(Stored data)
· · · ·

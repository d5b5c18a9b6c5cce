//! four-fours - A library for finding arithmetic expressions over a digit string
//!
//! Given digits such as `"4444"`, the solver looks for the cheapest expression
//! that uses every digit once, in order, for each integer target from 0 to
//! 1000. Searches can run on the caller's thread or on a dedicated worker
//! thread, and [`SearchSession`] models the page that displays the results.

pub mod expression;
pub mod session;
pub mod solver;
pub mod utils;
pub mod worker;

// Re-export the main public API
pub use expression::{BinaryOp, Expression, ExpressionError, UnaryOp};
pub use session::{SearchBackend, SearchError, SearchSession};
pub use solver::{Equation, ExpressionSolver, SearchResult, SolverConfig, SolverError};
pub use utils::{UtilsError, validate_digit_string};
pub use worker::{PendingSearch, SearchWorker, WorkerError};

/// Find the cheapest expression for every target from 0 to 1000
///
/// This is a convenience function that searches with the default solver
/// configuration.
///
/// # Errors
///
/// This function will return an error if:
/// * The input digit string is empty
/// * The input digit string contains non-digit characters
/// * The input digit string is longer than the default limit
///
/// # Examples
///
/// ```
/// use four_fours::search;
///
/// let result = search("44").unwrap();
/// assert!(result.contains(16));
/// for line in result.lines() {
///     println!("{}", line);
/// }
/// ```
pub fn search(digits: &str) -> Result<SearchResult, SolverError> {
    ExpressionSolver::new().search(digits)
}

/// Find the cheapest expression over `digits` that evaluates to `target`
///
/// # Errors
///
/// Fails on the same inputs as [`search`].
///
/// # Examples
///
/// ```
/// use four_fours::find_expression;
///
/// match find_expression("44", 16.0) {
///     Ok(Some(equation)) => println!("Found: {}", equation.expression),
///     Ok(None) => println!("No solution found"),
///     Err(e) => println!("Error: {}", e),
/// }
/// ```
pub fn find_expression(digits: &str, target: f64) -> Result<Option<Equation>, SolverError> {
    ExpressionSolver::new().find_expression(digits, target)
}
use std::sync::mpsc::{Receiver, TryRecvError};

use crate::session::SearchError;
use crate::solver::SearchResult;
use crate::worker::errors::WorkerError;

pub type Reply = Result<SearchResult, SearchError>;

enum Slot {
    Ready(Option<Reply>),
    Waiting(Receiver<Reply>),
}

/// Handle to a search that may still be running.
///
/// Dropping it abandons the reply; the search itself still runs to completion.
pub struct PendingSearch {
    slot: Slot,
}

impl PendingSearch {
    /// A search that finished before the handle was created
    pub fn ready(reply: Reply) -> Self {
        Self {
            slot: Slot::Ready(Some(reply)),
        }
    }

    pub(crate) fn waiting(receiver: Receiver<Reply>) -> Self {
        Self {
            slot: Slot::Waiting(receiver),
        }
    }

    /// Block until the reply arrives.
    ///
    /// # Errors
    ///
    /// Returns the search error, or [`WorkerError::Disconnected`] if the
    /// worker went away without replying.
    pub fn wait(self) -> Reply {
        match self.slot {
            Slot::Ready(Some(reply)) => reply,
            Slot::Ready(None) => Err(WorkerError::Disconnected.into()),
            Slot::Waiting(receiver) => receiver
                .recv()
                .unwrap_or_else(|_| Err(WorkerError::Disconnected.into())),
        }
    }

    /// Take the reply if it has arrived. Returns `None` while the search is
    /// running and after the reply has been taken once.
    pub fn try_take(&mut self) -> Option<Reply> {
        match &mut self.slot {
            Slot::Ready(reply) => reply.take(),
            Slot::Waiting(receiver) => match receiver.try_recv() {
                Ok(reply) => {
                    self.slot = Slot::Ready(None);
                    Some(reply)
                }
                Err(TryRecvError::Empty) => None,
                Err(TryRecvError::Disconnected) => {
                    self.slot = Slot::Ready(None);
                    Some(Err(WorkerError::Disconnected.into()))
                }
            },
        }
    }
}
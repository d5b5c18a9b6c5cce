//! Digit string helpers shared by the solver and the front ends

mod digits;
mod errors;
mod validation;

pub use digits::{literal_value, split_points};
pub use errors::UtilsError;
pub use validation::validate_digit_string;

#[cfg(test)]
mod tests;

· · · ·

About this exercise:
Repeat the entries above verbatim, but only from the line that has "still be running." down to the line that has "away without replying.", inclusive.

Response:
/// Handle to a search that may still be running.
///
/// Dropping it abandons the reply; the search itself still runs to completion.
pub struct PendingSearch {
    slot: Slot,
}

impl PendingSearch {
    /// A search that finished before the handle was created
    pub fn ready(reply: Reply) -> Self {
        Self {
            slot: Slot::Ready(Some(reply)),
        }
    }

    pub(crate) fn waiting(receiver: Receiver<Reply>) -> Self {
        Self {
            slot: Slot::Waiting(receiver),
        }
    }

    /// Block until the reply arrives.
    ///
    /// # Errors
    ///
    /// Returns the search error, or [`WorkerError::Disconnected`] if the
    /// worker went away without replying.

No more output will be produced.